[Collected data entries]

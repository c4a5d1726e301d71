// Optional serde-backed persistence for calibration data, mirroring
// model.py's JSON record shape and command_codec.py's compact on-disk
// group encoding. No file I/O here; that's a collaborator's job.

use serde::{Deserialize, Serialize};

use crate::codec::{Group, Payload};

const CHUNK_SIZE: usize = 5;

#[derive(Debug, Clone, PartialEq, Eq, Serialize, Deserialize)]
pub struct AlternateCommand {
    pub address: u8,
    pub type_code: u8,
    #[serde(default)]
    pub data: Vec<u8>,
}

#[derive(Debug, Clone, Copy, PartialEq, Eq, Serialize, Deserialize)]
#[serde(rename_all = "snake_case")]
pub enum PixelStatus {
    Unknown,
    TestedOk,
    TestedFail,
}

impl Default for PixelStatus {
    fn default() -> Self {
        PixelStatus::Unknown
    }
}

#[derive(Debug, Clone, PartialEq, Eq, Serialize, Deserialize)]
pub struct PixelRecord {
    pub row: usize,
    pub col: usize,
    pub type_code: u8,
    pub address: u8,
    #[serde(default = "default_bit_index")]
    pub bit_index: i32,
    pub generated_command: Vec<u8>,
    pub assigned_command: Vec<u8>,
    #[serde(default)]
    pub status: PixelStatus,
    #[serde(default)]
    pub last_tested_at: Option<String>,
    #[serde(default)]
    pub notes: String,
    #[serde(default)]
    pub remap_commands: Vec<AlternateCommand>,
    #[serde(default)]
    pub remap_active: bool,
}

fn default_bit_index() -> i32 {
    -1
}

#[derive(Debug, Clone, PartialEq, Eq, Serialize, Deserialize)]
pub struct SegmentMapping {
    #[serde(default = "default_version")]
    pub version: u32,
    pub segment_name: String,
    pub created_at: String,
    #[serde(default)]
    pub pixels: Vec<PixelRecord>,
}

fn default_version() -> u32 {
    1
}

impl SegmentMapping {
    pub fn to_json(&self) -> std::result::Result<String, serde_json::Error> {
        serde_json::to_string_pretty(self)
    }

    pub fn from_json(data: &str) -> std::result::Result<Self, serde_json::Error> {
        serde_json::from_str(data)
    }
}

// Strips the address and every group's type-header byte, leaving only the
// concatenated 5-byte data chunks (the compact form generated_command and
// assigned_command store).
pub fn compact_data_bytes(payload: &Payload) -> Vec<u8> {
    payload.groups.iter().flat_map(|g| g.data).collect()
}

// Empty data still produces one all-zero group, matching the source's
// behavior of never emitting a payload with zero groups.
pub fn payload_from_compact(address: u8, type_code: u8, data: &[u8]) -> Payload {
    let pixel_type = match crate::config::PixelType::from_header(type_code) {
        Some(t) => t,
        None => return Payload::empty(),
    };

    if data.is_empty() {
        return Payload {
            address,
            groups: vec![Group {
                pixel_type,
                data: [0u8; CHUNK_SIZE],
            }],
        };
    }

    let groups = data
        .chunks(CHUNK_SIZE)
        .map(|chunk| {
            let mut bytes = [0u8; CHUNK_SIZE];
            bytes[..chunk.len()].copy_from_slice(chunk);
            Group {
                pixel_type,
                data: bytes,
            }
        })
        .collect();
    Payload { address, groups }
}

#[cfg(test)]
mod tests {
    use super::*;
    use crate::config::PixelType;

    fn sample_record() -> PixelRecord {
        PixelRecord {
            row: 0,
            col: 0,
            type_code: PixelType::T90.header(),
            address: 0x7,
            bit_index: 0,
            generated_command: vec![0x07, 0x90, 0, 0, 0, 0, 0x80],
            assigned_command: vec![0x07, 0x90, 0, 0, 0, 0, 0x80],
            status: PixelStatus::TestedOk,
            last_tested_at: Some("2026-01-01T00:00:00".into()),
            notes: String::new(),
            remap_commands: vec![AlternateCommand {
                address: 0x3,
                type_code: PixelType::T10.header(),
                data: vec![0, 0, 0, 0, 0x01],
            }],
            remap_active: false,
        }
    }

    #[test]
    fn segment_mapping_round_trips_through_json() {
        let mapping = SegmentMapping {
            version: 1,
            segment_name: "top-left".into(),
            created_at: "2026-01-01T00:00:00".into(),
            pixels: vec![sample_record()],
        };

        let json = mapping.to_json().unwrap();
        let parsed = SegmentMapping::from_json(&json).unwrap();
        assert_eq!(parsed, mapping);
    }

    #[test]
    fn missing_optional_fields_default_like_the_source() {
        let json = r#"{"segment_name":"top-left","created_at":"2026-01-01","pixels":[
            {"row":0,"col":0,"type_code":144,"address":7,"generated_command":[],"assigned_command":[]}
        ]}"#;
        let parsed = SegmentMapping::from_json(json).unwrap();
        assert_eq!(parsed.version, 1);
        let pixel = &parsed.pixels[0];
        assert_eq!(pixel.bit_index, -1);
        assert_eq!(pixel.status, PixelStatus::Unknown);
        assert!(pixel.remap_commands.is_empty());
        assert!(!pixel.remap_active);
    }

    #[test]
    fn compact_round_trips_with_group_data() {
        let payload = Payload {
            address: 0x7,
            groups: vec![
                Group {
                    pixel_type: PixelType::T90,
                    data: [1, 2, 3, 4, 5],
                },
                Group {
                    pixel_type: PixelType::T90,
                    data: [6, 7, 8, 9, 10],
                },
            ],
        };

        let compact = compact_data_bytes(&payload);
        assert_eq!(compact, vec![1, 2, 3, 4, 5, 6, 7, 8, 9, 10]);

        let rebuilt = payload_from_compact(0x7, PixelType::T90.header(), &compact);
        assert_eq!(rebuilt, payload);
    }

    #[test]
    fn empty_data_still_produces_one_zero_group() {
        let payload = payload_from_compact(0x7, PixelType::T90.header(), &[]);
        assert_eq!(payload.groups.len(), 1);
        assert_eq!(payload.groups[0].data, [0u8; CHUNK_SIZE]);
    }

    #[test]
    fn unknown_type_code_yields_an_empty_payload() {
        let payload = payload_from_compact(0x7, 0xFF, &[1, 2, 3]);
        assert!(payload.is_empty());
    }
}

> [EXERCISE PROMPT]
Among the records, find all lines that include the string "unwrap" and return them.

> [ANSWER SECTION]
        let json = mapping.to_json().unwrap();
        let parsed = SegmentMapping::from_json(&json).unwrap();
        let parsed = SegmentMapping::from_json(json).unwrap();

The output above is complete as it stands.